## What you should do
Pull from the data below each line where the word "LogStream" occurs, and copy it.

## Data to use
------------------------------

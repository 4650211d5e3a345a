use std::sync::Arc;

use dashmap::DashMap;
use tokio::sync::{Mutex, OwnedMutexGuard};

/// Cap before eviction kicks in, matching `UserResolver`'s cache-size
/// threshold in spirit — past this, the least-recently-touched half of
/// entries are dropped rather than letting the map grow unbounded.
const MAX_ENTRIES: usize = 256;

struct Entry {
    lock: Arc<Mutex<()>>,
    last_touched: u64,
}

/// Serializes LLM job processing per user, so a user's jobs run in FIFO
/// order even though the worker consumes several streams concurrently
///. Holding the guard for the duration of a job's handler call
/// is what gives the ordering; the map only tracks which users currently
/// have an outstanding lock.
pub struct UserLocks {
    entries: DashMap<i64, Entry>,
    clock: std::sync::atomic::AtomicU64,
}

impl UserLocks {
    pub fn new() -> Self {
        Self { entries: DashMap::new(), clock: std::sync::atomic::AtomicU64::new(0) }
    }

    /// Acquire the lock for `user_id`, blocking until any in-flight job for
    /// the same user finishes. The returned guard holds the lock alive for
    /// the caller's `await` scope.
    pub async fn acquire(&self, user_id: i64) -> OwnedMutexGuard<()> {
        let tick = self.clock.fetch_add(1, std::sync::atomic::Ordering::Relaxed);
        let lock = {
            let mut entry = self.entries.entry(user_id).or_insert_with(|| Entry {
                lock: Arc::new(Mutex::new(())),
                last_touched: tick,
            });
            entry.last_touched = tick;
            entry.lock.clone()
        };

        if self.entries.len() > MAX_ENTRIES {
            self.evict_idle(user_id);
        }

        // `lock_owned` hands back a guard backed by the Arc itself, so it
        // stays valid even if this entry gets evicted from the map while
        // the guard is held.
        lock.lock_owned().await
    }

    fn evict_idle(&self, keep: i64) {
        let mut touched: Vec<(i64, u64)> = self
            .entries
            .iter()
            .filter(|kv| *kv.key() != keep)
            .map(|kv| (*kv.key(), kv.value().last_touched))
            .collect();
        touched.sort_by_key(|&(_, t)| t);
        let evict_count = touched.len() / 2;
        for (user_id, _) in touched.into_iter().take(evict_count) {
            self.entries.remove_if(&user_id, |_, e| Arc::strong_count(&e.lock) == 1);
        }
    }
}

impl Default for UserLocks {
    fn default() -> Self {
        Self::new()
    }
}

#[cfg(test)]
mod tests {
    use super::*;

    #[tokio::test]
    async fn same_user_serializes() {
        let locks = Arc::new(UserLocks::new());
        let l1 = locks.clone();
        let g1 = l1.acquire(1).await;

        let l2 = locks.clone();
        let handle = tokio::spawn(async move {
            let _g2 = l2.acquire(1).await;
        });

        tokio::time::sleep(std::time::Duration::from_millis(20)).await;
        assert!(!handle.is_finished());
        drop(g1);
        handle.await.unwrap();
    }

    #[tokio::test]
    async fn different_users_do_not_block_each_other() {
        let locks = UserLocks::new();
        let _g1 = locks.acquire(1).await;
        let g2 = tokio::time::timeout(std::time::Duration::from_millis(50), locks.acquire(2)).await;
        assert!(g2.is_ok());
    }
}
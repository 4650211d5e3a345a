use thiserror::Error;

/// Errors from the stream bus. The two families map directly onto the
/// worker's retry classification: `ConnectionFailed`/`Timeout` are
/// `unavailable`, `Malformed` is `invalid_response` — transport failure
/// versus content the adapter doesn't understand.
#[derive(Debug, Error)]
pub enum StreamError {
    #[error("connection failed: {0}")]
    ConnectionFailed(String),

    #[error("operation timed out after {ms}ms")]
    Timeout { ms: u64 },

    #[error("malformed stream payload: {0}")]
    Malformed(String),

    #[error("redis error: {0}")]
    Redis(#[from] redis::RedisError),
}

impl StreamError {
    /// True when the failure is about reaching Redis at all, rather than
    /// the content of a message already delivered.
    pub fn is_unavailable(&self) -> bool {
        matches!(self, StreamError::ConnectionFailed(_) | StreamError::Timeout { .. } | StreamError::Redis(_))
    }
}

pub type Result<T> = std::result::Result<T, StreamError>;
// SPDX-License-Identifier: BUSL-1.1
// Copyright (c) 2026 Alfred Jean LLC

//! Structured run log records
//!
//! Remote run logs are line-delimited. Each line is either a JSON log record
//! carrying a `type` discriminator, or plain text from runs without
//! structured output.

use serde::{Deserialize, Serialize};
use std::collections::HashSet;

/// Discriminator of a structured log record
#[derive(Debug, Clone, PartialEq, Eq, Hash, Serialize, Deserialize)]
#[serde(from = "String", into = "String")]
pub enum LogKind {
    Version,
    Log,
    Diagnostic,
    PlannedChange,
    ChangeSummary,
    Outputs,
    ResourceDrift,
    RefreshStart,
    RefreshComplete,
    ApplyStart,
    ApplyProgress,
    ApplyComplete,
    ApplyErrored,
    ProvisionStart,
    ProvisionComplete,
    Other(String),
}

impl LogKind {
    pub fn as_str(&self) -> &str {
        match self {
            LogKind::Version => "version",
            LogKind::Log => "log",
            LogKind::Diagnostic => "diagnostic",
            LogKind::PlannedChange => "planned_change",
            LogKind::ChangeSummary => "change_summary",
            LogKind::Outputs => "outputs",
            LogKind::ResourceDrift => "resource_drift",
            LogKind::RefreshStart => "refresh_start",
            LogKind::RefreshComplete => "refresh_complete",
            LogKind::ApplyStart => "apply_start",
            LogKind::ApplyProgress => "apply_progress",
            LogKind::ApplyComplete => "apply_complete",
            LogKind::ApplyErrored => "apply_errored",
            LogKind::ProvisionStart => "provision_start",
            LogKind::ProvisionComplete => "provision_complete",
            LogKind::Other(s) => s,
        }
    }
}

impl From<&str> for LogKind {
    fn from(s: &str) -> Self {
        match s {
            "version" => LogKind::Version,
            "log" => LogKind::Log,
            "diagnostic" => LogKind::Diagnostic,
            "planned_change" => LogKind::PlannedChange,
            "change_summary" => LogKind::ChangeSummary,
            "outputs" => LogKind::Outputs,
            "resource_drift" => LogKind::ResourceDrift,
            "refresh_start" => LogKind::RefreshStart,
            "refresh_complete" => LogKind::RefreshComplete,
            "apply_start" => LogKind::ApplyStart,
            "apply_progress" => LogKind::ApplyProgress,
            "apply_complete" => LogKind::ApplyComplete,
            "apply_errored" => LogKind::ApplyErrored,
            "provision_start" => LogKind::ProvisionStart,
            "provision_complete" => LogKind::ProvisionComplete,
            other => LogKind::Other(other.to_string()),
        }
    }
}

impl From<String> for LogKind {
    fn from(s: String) -> Self {
        LogKind::from(s.as_str())
    }
}

impl From<LogKind> for String {
    fn from(kind: LogKind) -> Self {
        kind.as_str().to_string()
    }
}

impl std::fmt::Display for LogKind {
    fn fmt(&self, f: &mut std::fmt::Formatter<'_>) -> std::fmt::Result {
        write!(f, "{}", self.as_str())
    }
}

/// One structured log record
#[derive(Debug, Clone, PartialEq, Serialize, Deserialize)]
pub struct LogRecord {
    #[serde(rename = "@level", default)]
    pub level: String,
    #[serde(rename = "@message", default)]
    pub message: String,
    #[serde(rename = "@module", default, skip_serializing_if = "Option::is_none")]
    pub module: Option<String>,
    #[serde(rename = "@timestamp", default, skip_serializing_if = "Option::is_none")]
    pub timestamp: Option<String>,
    #[serde(rename = "type")]
    pub kind: LogKind,
    /// Type-specific payload (`change`, `hook`, `diagnostic`, `outputs`, ...)
    #[serde(flatten)]
    pub payload: serde_json::Map<String, serde_json::Value>,
}

/// A log line as read from the log endpoint
#[derive(Debug, Clone, PartialEq)]
pub enum LogLine {
    Structured(LogRecord),
    /// Unparsable lines pass through verbatim
    Raw(String),
}

impl LogLine {
    pub fn parse(line: &str) -> Self {
        match serde_json::from_str::<LogRecord>(line) {
            Ok(record) => LogLine::Structured(record),
            Err(_) => LogLine::Raw(line.to_string()),
        }
    }
}

/// Decides which structured records are rendered while streaming
///
/// Suppressed kinds are only dropped when a final redacted-plan render will
/// produce the same information.
#[derive(Debug, Clone, PartialEq, Eq)]
pub struct LogFilter {
    suppressed: HashSet<LogKind>,
}

impl LogFilter {
    pub fn new(suppressed: impl IntoIterator<Item = LogKind>) -> Self {
        Self {
            suppressed: suppressed.into_iter().collect(),
        }
    }

    /// Kinds that duplicate the final plan render
    pub fn default_suppressed() -> Vec<LogKind> {
        vec![
            LogKind::PlannedChange,
            LogKind::ChangeSummary,
            LogKind::Outputs,
        ]
    }

    pub fn allows(&self, kind: &LogKind, final_render_pending: bool) -> bool {
        !(final_render_pending && self.suppressed.contains(kind))
    }
}

impl Default for LogFilter {
    fn default() -> Self {
        Self::new(Self::default_suppressed())
    }
}

#[cfg(test)]
#[path = "log_tests.rs"]
mod tests;
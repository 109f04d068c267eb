// SPDX-License-Identifier: BUSL-1.1
// Copyright (c) 2026 Alfred Jean LLC

//! Local consistency lock adapters

mod file;
mod noop;

pub use file::FileStateLocker;
pub use noop::NoOpStateLocker;

// Test support - only compiled for tests or when explicitly requested
#[cfg(any(test, feature = "test-support"))]
mod fake;
#[cfg(any(test, feature = "test-support"))]
pub use fake::{FakeStateLocker, LockCall};

use async_trait::async_trait;
use relay_core::LockInfo;
use std::time::Duration;
use thiserror::Error;

/// Errors from lock operations
#[derive(Debug, Clone, Error)]
pub enum LockError {
    #[error("state is locked by another operation\n\n{holder}")]
    Held { holder: String },
    #[error("lock I/O failed: {0}")]
    Io(String),
}

/// Guards local state against concurrent operations
#[async_trait]
pub trait StateLocker: Clone + Send + Sync + 'static {
    /// Acquire the lock, waiting up to [`StateLocker::timeout`]
    async fn lock(&self, info: &LockInfo) -> Result<(), LockError>;

    /// Release the lock. Releasing an unheld lock succeeds.
    async fn unlock(&self) -> Result<(), LockError>;

    /// How long acquisition may wait; zero means a single attempt
    fn timeout(&self) -> Duration;
}
// SPDX-License-Identifier: BUSL-1.1
// Copyright (c) 2026 Alfred Jean LLC

//! Run polling and log streaming

use crate::error::BackendError;
use crate::task::OperationTask;
use relay_adapters::{Interrupter, Prompt, RemoteClient, RemoteError, Renderer, StateLocker};
use relay_core::{LogLine, OperationKind, Run, RunStatus, Workspace};
use std::future::Future;
use std::time::Duration;
use tokio::time::Instant;

/// Whole 30-second blocks, as reported in queue status lines
fn elapsed_label(elapsed: Duration) -> String {
    let secs = elapsed.as_secs() / 30 * 30;
    if secs < 60 {
        format!(" ({}s elapsed)", secs)
    } else {
        format!(" ({}m{}s elapsed)", secs / 60, secs % 60)
    }
}

impl<R, L, P, I, Rd> OperationTask<R, L, P, I, Rd>
where
    R: RemoteClient,
    L: StateLocker,
    P: Prompt,
    I: Interrupter,
    Rd: Renderer,
{
    /// Re-read a value with backoff until `done` holds
    pub(crate) async fn poll<T, F, Fut>(
        &self,
        mut read: F,
        done: impl Fn(&T) -> bool,
    ) -> Result<T, BackendError>
    where
        F: FnMut() -> Fut,
        Fut: Future<Output = Result<T, RemoteError>>,
    {
        let mut iteration = 0u32;
        loop {
            let value = self.race(read()).await?;
            if done(&value) {
                return Ok(value);
            }
            self.sleep(self.settings.polling.backoff(iteration)).await?;
            iteration = iteration.saturating_add(1);
        }
    }

    /// Poll a run until `done` holds or it reaches a terminal status
    pub(crate) async fn poll_run(
        &self,
        id: &str,
        done: impl Fn(&Run) -> bool,
    ) -> Result<Run, BackendError> {
        self.poll(
            || self.remote.read_run(id),
            |run: &Run| done(run) || run.status.is_terminal(),
        )
        .await
    }

    /// Wait for a run to leave the queue, reporting why it is still waiting
    pub(crate) async fn wait_for_run(
        &self,
        workspace: &Workspace,
        mut run: Run,
    ) -> Result<Run, BackendError> {
        let polling = &self.settings.polling;
        let started = Instant::now();
        let mut updated = started;
        let mut iteration = 0u32;
        loop {
            self.sleep(polling.backoff(iteration)).await?;
            run = self.race(self.remote.read_run(&run.id)).await?;
            if !run.status.is_queued() {
                tracing::debug!(run_id = %run.id, status = %run.status, "run left the queue");
                return Ok(run);
            }

            let now = Instant::now();
            if iteration == 0 || now.duration_since(updated) > polling.status_interval {
                updated = now;
                let elapsed = if iteration > 0 {
                    elapsed_label(now.duration_since(started))
                } else {
                    String::new()
                };
                self.report_queue_status(workspace, &run, &elapsed).await?;
            }
            iteration = iteration.saturating_add(1);
        }
    }

    async fn report_queue_status(
        &self,
        workspace: &Workspace,
        run: &Run,
        elapsed: &str,
    ) -> Result<(), BackendError> {
        let workspace = self
            .race(
                self.remote
                    .read_workspace(&self.settings.organization, &workspace.name),
            )
            .await?;

        if workspace.locked {
            if let Some(current) = &workspace.current_run_id {
                let current = self.race(self.remote.read_run(current)).await?;
                if current.status == RunStatus::Pending {
                    self.renderer.print(&format!(
                        "Waiting for the manually locked workspace to be unlocked...{}",
                        elapsed
                    ));
                    return Ok(());
                }
            }
        }

        if workspace.current_run_id.as_deref() != Some(run.id.as_str()) {
            let position = self.queue_position(&workspace, run).await?;
            if position > 0 {
                self.renderer.print(&format!(
                    "Waiting for {} run(s) to finish before being queued...{}",
                    position, elapsed
                ));
                return Ok(());
            }
        }

        let phase = match self.op.kind {
            OperationKind::Plan => "plan",
            _ => "apply",
        };
        self.renderer
            .print(&format!("Waiting for the {} to start...{}", phase, elapsed));
        Ok(())
    }

    /// Runs ahead of `run`, up to and including the workspace's current run
    async fn queue_position(&self, workspace: &Workspace, run: &Run) -> Result<usize, BackendError> {
        let mut position = 0;
        let mut found = false;
        let mut page = 1;
        loop {
            let runs = self
                .race(self.remote.list_runs(&workspace.id, page))
                .await?;
            for item in &runs.items {
                if !found {
                    found = item.id == run.id;
                    continue;
                }
                if item.status.is_settled()
                    || (self.op.kind == OperationKind::Plan && item.status == RunStatus::Planned)
                {
                    continue;
                }
                position += 1;
                if workspace.current_run_id.as_deref() == Some(item.id.as_str()) {
                    return Ok(position);
                }
            }
            match runs.next_page() {
                Some(next) => page = next,
                None => return Ok(position),
            }
        }
    }

    /// Follow the plan phase: logs, completion, then the final render
    pub(crate) async fn follow_plan(&self, run: Run, render_plan: bool) -> Result<Run, BackendError> {
        if let Some(url) = run.plan.as_ref().and_then(|p| p.log_read_url.as_deref()) {
            self.stream_logs(url, render_plan).await?;
        }
        let run = self
            .poll_run(&run.id, |r| !r.status.is_queued() && !r.status.is_planning())
            .await?;

        let unfinished_failure = run.status.is_failure() && !run.plan_finished();
        if render_plan && !unfinished_failure {
            if let Some(plan) = &run.plan {
                let redacted = self
                    .race(self.remote.read_redacted_plan(&plan.id))
                    .await?;
                self.renderer.render_human_plan(&redacted, run.plan_mode());
            }
        }
        Ok(run)
    }

    /// Stream a phase log to the renderer until it ends
    ///
    /// With a final render pending, records it would duplicate are dropped.
    pub(crate) async fn stream_logs(&self, url: &str, render_pending: bool) -> Result<(), BackendError> {
        let mut lines = self.race(self.remote.read_logs(url)).await?;
        let mut count = 0usize;
        loop {
            let next = self
                .interruptible(async { Ok::<_, BackendError>(lines.recv().await) })
                .await?;
            let Some(line) = next else {
                tracing::debug!(lines = count, "log stream ended");
                return Ok(());
            };
            count += 1;
            match LogLine::parse(&line?) {
                LogLine::Structured(record) => {
                    if self.settings.filter.allows(&record.kind, render_pending) {
                        self.renderer.render_log(&record);
                    }
                }
                LogLine::Raw(text) => self.renderer.print(&text),
            }
        }
    }
}
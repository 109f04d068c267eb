// SPDX-License-Identifier: BUSL-1.1
// Copyright (c) 2026 Alfred Jean LLC

//! Terminal rendering of run output

mod terminal;

pub use terminal::TerminalRenderer;

// Test support - only compiled for tests or when explicitly requested
#[cfg(any(test, feature = "test-support"))]
mod fake;
#[cfg(any(test, feature = "test-support"))]
pub use fake::{FakeRenderer, RenderCall};

use relay_core::{LogRecord, PlanMode, RedactedPlan};

/// Sink for everything the user sees while an operation runs
pub trait Renderer: Clone + Send + Sync + 'static {
    /// Render one structured log record
    fn render_log(&self, record: &LogRecord);

    /// Render the final human-readable plan
    fn render_human_plan(&self, plan: &RedactedPlan, mode: PlanMode);

    /// Print an informational line verbatim
    fn print(&self, line: &str);
}
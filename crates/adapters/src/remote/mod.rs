// SPDX-License-Identifier: BUSL-1.1
// Copyright (c) 2026 Alfred Jean LLC

//! Remote execution service client

mod dto;
mod http;

pub use http::HttpRemote;

// Test support - only compiled for tests or when explicitly requested
#[cfg(any(test, feature = "test-support"))]
mod fake;
#[cfg(any(test, feature = "test-support"))]
pub use fake::{FakeRemote, RemoteCall, APPLY_LOG_URL, PLAN_LOG_URL};

use async_trait::async_trait;
use relay_core::{
    ConfigurationVersion, ConfigurationVersionOptions, CostEstimate, PolicyCheck, RedactedPlan,
    Run, RunOptions, RunPage, ServiceInfo, TaskStage, Workspace, WorkspaceFilter,
};
use std::sync::Arc;
use thiserror::Error;
use tokio::sync::mpsc;

/// Errors from the remote service
#[derive(Debug, Clone, Error)]
pub enum RemoteError {
    /// The service answers 404 both for missing resources and for ones the
    /// caller may not see
    #[error("{0} not found")]
    NotFound(String),
    #[error("unauthorized: {0}")]
    Unauthorized(String),
    #[error("unexpected status {status}: {message}")]
    Status { status: u16, message: String },
    #[error("request failed: {0}")]
    Transport(String),
    #[error("invalid response: {0}")]
    Decode(String),
}

impl RemoteError {
    pub fn is_not_found(&self) -> bool {
        matches!(self, RemoteError::NotFound(_))
    }
}

/// A request about to be retried
#[derive(Debug, Clone, Copy, PartialEq, Eq)]
pub struct RetryAttempt {
    /// Zero for the first try
    pub attempt: u32,
    /// Status code of the failed response, if one was received
    pub status: Option<u16>,
}

/// Invoked before every retry of a request
pub type RetryHook = Arc<dyn Fn(RetryAttempt) + Send + Sync>;

/// Lines of a phase log. The channel closes after the end-of-text marker.
pub type LogStream = mpsc::Receiver<Result<String, RemoteError>>;

/// Client for the remote execution service
#[async_trait]
pub trait RemoteClient: Clone + Send + Sync + 'static {
    /// A copy of this client that reports retries through `hook`
    fn with_retry_hook(&self, hook: RetryHook) -> Self;

    async fn service_info(&self) -> Result<ServiceInfo, RemoteError>;

    async fn read_workspace(
        &self,
        organization: &str,
        name: &str,
    ) -> Result<Workspace, RemoteError>;

    async fn list_workspaces(
        &self,
        organization: &str,
        filter: &WorkspaceFilter,
    ) -> Result<Vec<Workspace>, RemoteError>;

    async fn create_configuration_version(
        &self,
        workspace_id: &str,
        options: ConfigurationVersionOptions,
    ) -> Result<ConfigurationVersion, RemoteError>;

    async fn read_configuration_version(
        &self,
        id: &str,
    ) -> Result<ConfigurationVersion, RemoteError>;

    async fn upload_configuration(&self, upload_url: &str, archive: Vec<u8>)
        -> Result<(), RemoteError>;

    async fn create_run(&self, options: &RunOptions) -> Result<Run, RemoteError>;

    async fn read_run(&self, id: &str) -> Result<Run, RemoteError>;

    /// One page of a workspace's runs, most recent first
    async fn list_runs(&self, workspace_id: &str, page: u32) -> Result<RunPage, RemoteError>;

    async fn apply_run(&self, id: &str, comment: &str) -> Result<(), RemoteError>;

    async fn cancel_run(&self, id: &str, comment: &str) -> Result<(), RemoteError>;

    async fn discard_run(&self, id: &str, comment: &str) -> Result<(), RemoteError>;

    async fn read_cost_estimate(&self, id: &str) -> Result<CostEstimate, RemoteError>;

    async fn read_policy_check(&self, id: &str) -> Result<PolicyCheck, RemoteError>;

    async fn list_task_stages(&self, run_id: &str) -> Result<Vec<TaskStage>, RemoteError>;

    async fn read_task_stage(&self, id: &str) -> Result<TaskStage, RemoteError>;

    async fn read_redacted_plan(&self, plan_id: &str) -> Result<RedactedPlan, RemoteError>;

    /// Start following a phase log
    async fn read_logs(&self, log_read_url: &str) -> Result<LogStream, RemoteError>;
}
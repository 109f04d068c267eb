//! Help output specs

use crate::prelude::*;

#[test]
fn help_lists_every_command() {
    let temp = Project::empty();

    temp.relay()
        .args(&["--help"])
        .passes()
        .stdout_has("plan")
        .stdout_has("apply")
        .stdout_has("destroy")
        .stdout_has("refresh")
        .stdout_has("workspace");
}

#[test]
fn plan_help_shows_operation_flags() {
    let temp = Project::empty();

    temp.relay()
        .args(&["plan", "--help"])
        .passes()
        .stdout_has("--lock-timeout")
        .stdout_has("--target")
        .stdout_has("--var")
        .stdout_has("--refresh-only");
}

#[test]
fn apply_help_shows_auto_approve() {
    let temp = Project::empty();

    temp.relay()
        .args(&["apply", "--help"])
        .passes()
        .stdout_has("--auto-approve");
}

#[test]
fn unknown_command_is_rejected() {
    let temp = Project::empty();

    temp.relay().args(&["import"]).rejected();
}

------------------------------

## Answer to this problem
pub type LogStream = mpsc::Receiver<Result<String, RemoteError>>;
    async fn read_logs(&self, log_read_url: &str) -> Result<LogStream, RemoteError>;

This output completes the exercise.